Re: [netcdfgroup] nf90_char size

First of all thanks for all the advices .

On 02/05/20 19:01, Dave Allured - NOAA Affiliate wrote:
There it is.

> DATASET "BSE_RESONANT_COMPRESSED1_DONE" {
>       DATATYPE  H5T_STRING {
>          STRSIZE 1;
>          STRPAD H5T_STR_NULLTERM;
>          CSET H5T_CSET_UTF8;
>          CTYPE H5T_C_S1;

Your char arrays are being stored as strings, not 1-byte characters.  This incurs overhead for each character.

Ok, I see from the other email that this is not the issue.
Dimension scales are using the extra space
I'll try to generate the equivalent file on a much smaller simulation and let you now if this happens also on a smaller dataset.

I got from Wei-Keng answer that this could be a bug of the version of netcdf which I'm using and that I should upgrade to 4.7.4.
Is that right ?

I am not familiar with the exact details of physical storage of HDF5 strings, but it doesn't matter. This scheme is inefficient, and you should find something better.
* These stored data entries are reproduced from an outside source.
//! Pet database operations.

use rusqlite::{params, OptionalExtension};

use super::{format_date, parse_date, Database, DbError, DbResult};
use crate::models::Pet;

impl Database {
    /// Insert a new pet, assigning its ID. Visits are saved separately.
    pub fn insert_pet(&self, pet: &mut Pet) -> DbResult<i64> {
        self.conn.execute(
            r#"
            INSERT INTO pets (name, birth_date, pet_type, owner_id)
            VALUES (?1, ?2, ?3, ?4)
            "#,
            params![
                pet.name,
                pet.birth_date.as_ref().map(format_date),
                pet.pet_type,
                pet.owner_id,
            ],
        )?;
        let id = self.conn.last_insert_rowid();
        pet.id = Some(id);
        Ok(id)
    }

    /// Update an existing pet's own fields.
    pub fn update_pet(&self, id: i64, pet: &Pet) -> DbResult<bool> {
        let rows_affected = self.conn.execute(
            r#"
            UPDATE pets SET
                name = ?2,
                birth_date = ?3,
                pet_type = ?4,
                owner_id = ?5,
                updated_at = datetime('now')
            WHERE id = ?1
            "#,
            params![
                id,
                pet.name,
                pet.birth_date.as_ref().map(format_date),
                pet.pet_type,
                pet.owner_id,
            ],
        )?;
        Ok(rows_affected > 0)
    }

    /// Get a pet by ID, with its visits loaded.
    pub fn get_pet(&self, id: i64) -> DbResult<Option<Pet>> {
        let row = self
            .conn
            .query_row(
                r#"
                SELECT id, name, birth_date, pet_type, owner_id
                FROM pets
                WHERE id = ?
                "#,
                [id],
                |row| {
                    Ok(PetRow {
                        id: row.get(0)?,
                        name: row.get(1)?,
                        birth_date: row.get(2)?,
                        pet_type: row.get(3)?,
                        owner_id: row.get(4)?,
                    })
                },
            )
            .optional()?;

        match row {
            Some(row) => {
                let mut pet: Pet = row.try_into()?;
                pet.visits = self.list_visits_for_pet(id)?;
                Ok(Some(pet))
            }
            None => Ok(None),
        }
    }

    /// List an owner's pets by name, with their visits loaded.
    pub fn list_pets_for_owner(&self, owner_id: i64) -> DbResult<Vec<Pet>> {
        let mut stmt = self.conn.prepare(
            r#"
            SELECT id, name, birth_date, pet_type, owner_id
            FROM pets
            WHERE owner_id = ?
            ORDER BY name
            "#,
        )?;

        let rows = stmt.query_map([owner_id], |row| {
            Ok(PetRow {
                id: row.get(0)?,
                name: row.get(1)?,
                birth_date: row.get(2)?,
                pet_type: row.get(3)?,
                owner_id: row.get(4)?,
            })
        })?;

        let mut pets = Vec::new();
        for row in rows {
            let mut pet: Pet = row?.try_into()?;
            if let Some(pet_id) = pet.id {
                pet.visits = self.list_visits_for_pet(pet_id)?;
            }
            pets.push(pet);
        }
        Ok(pets)
    }
}

/// Intermediate row struct for database mapping.
struct PetRow {
    id: i64,
    name: String,
    birth_date: Option<String>,
    pet_type: String,
    owner_id: i64,
}

impl TryFrom<PetRow> for Pet {
    type Error = DbError;

    fn try_from(row: PetRow) -> Result<Self, Self::Error> {
        let birth_date = row
            .birth_date
            .as_deref()
            .map(|value| parse_date("birth_date", value))
            .transpose()?;

        Ok(Pet {
            id: Some(row.id),
            name: row.name,
            birth_date,
            pet_type: row.pet_type,
            owner_id: row.owner_id,
            visits: Vec::new(),
        })
    }
}

#[cfg(test)]
mod tests {
    use super::*;
    use crate::models::{Owner, Vet, Visit};
    use chrono::NaiveDate;

    fn setup_db() -> (Database, i64) {
        let db = Database::open_in_memory().unwrap();
        let owner_id = db
            .insert_owner(&mut Owner::new("Eduardo".into(), "Rodriquez".into()))
            .unwrap();
        (db, owner_id)
    }

    #[test]
    fn test_insert_and_get() {
        let (db, owner_id) = setup_db();

        let mut pet = Pet::new("Rosy".into(), "dog".into(), owner_id);
        pet.birth_date = NaiveDate::from_ymd_opt(2011, 4, 17);
        let id = db.insert_pet(&mut pet).unwrap();

        let retrieved = db.get_pet(id).unwrap().unwrap();
        assert_eq!(retrieved, pet);
        assert!(retrieved.visits.is_empty());
    }

    #[test]
    fn test_insert_requires_owner() {
        let db = Database::open_in_memory().unwrap();
        let mut pet = Pet::new("Stray".into(), "dog".into(), 999);
        assert!(db.insert_pet(&mut pet).is_err());
    }

    #[test]
    fn test_get_pet_loads_visits() {
        let (db, owner_id) = setup_db();
        let pet_id = db
            .insert_pet(&mut Pet::new("Jewel".into(), "dog".into(), owner_id))
            .unwrap();
        let vet_id = db
            .insert_vet(&mut Vet::new("Helen".into(), "Leary".into()))
            .unwrap();

        let mut visit = Visit::new(
            NaiveDate::from_ymd_opt(2024, 5, 2).unwrap(),
            "spayed".into(),
            vet_id,
        );
        visit.pet_id = Some(pet_id);
        db.insert_visit(&mut visit).unwrap();

        let pet = db.get_pet(pet_id).unwrap().unwrap();
        assert_eq!(pet.visits.len(), 1);
        assert_eq!(pet.visits[0].description, "spayed");
    }

    #[test]
    fn test_update_pet() {
        let (db, owner_id) = setup_db();
        let mut pet = Pet::new("Rosy".into(), "dog".into(), owner_id);
        let id = db.insert_pet(&mut pet).unwrap();

        pet.name = "Rosie".into();
        assert!(db.update_pet(id, &pet).unwrap());
        assert_eq!(db.get_pet(id).unwrap().unwrap().name, "Rosie");
    }

    #[test]
    fn test_list_pets_for_owner() {
        let (db, owner_id) = setup_db();
        db.insert_pet(&mut Pet::new("Rosy".into(), "dog".into(), owner_id))
            .unwrap();
        db.insert_pet(&mut Pet::new("Jewel".into(), "dog".into(), owner_id))
            .unwrap();

        let pets = db.list_pets_for_owner(owner_id).unwrap();
        assert_eq!(pets.len(), 2);
        assert_eq!(pets[0].name, "Jewel");
        assert!(db.list_pets_for_owner(owner_id + 1).unwrap().is_empty());
    }
}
I vaguely recall some changes in netcdf-4 character storage in recent years.  Since you are using an older version of the netcdf library, first try the latest version.

Let me take the opportunity for a couple of questions.
The reason why we have such huge character variable is that we use it as a control variable. Basically we have simulations where a huge complex matrix is created and filled. Sometimes the code may crash during the simulation. The idea is that we write a character "t"  for each complex number stored to disk. (We do not store numbers one by one, but we cannot use blocks since the way the matrix is blocked is depends on the parallelization scheme).

1) Now at first we thought: it would be great if, after the interrupted run, the call nf90_get_var could check which values are filled and which are not.
Let's say my netcdf variable is
 1.23423, 4.3452 , 5.3453, 7.34534, _, _, _, ...
i.e. only the first 4 values where computed and we need to restart from the 5th, But we did not figure out a way. So first question is: is there a way to check that ? There are nf90_def_var_fill and nf90_inq_var_fill, but I'm not sure I can use it.
Maybe we could use a control number for that.
Say first filling the matrix with zeros, but it means that we have to write twice the whole matrix to disk.
Maybe we should go back to this idea ...

2) The second though was: Let's use logical.
We need to store just 1 bit of information nearby each complex number (64 bits in single precision), it is not too much. But we got netcdf does not have 1 bit variable, just 1 byte, so we ended up using nf90_char


Otherwise, as I said elsewhere, go to 64-bit or CDF5 formats.

Here another question. Our code started with netcdf.
Then we evolved to parallel I/O and the only way we found was via HDF5.
1) is there any alternative ?
2) silly question for a netcdf mailing list: netcdf is essentially a layer on top of HDF5 for the way we use it. We are discussing in our developers team to simply drop netcdf and go straight to HDF5. Any reason why we shouldn't do that in your opinion ?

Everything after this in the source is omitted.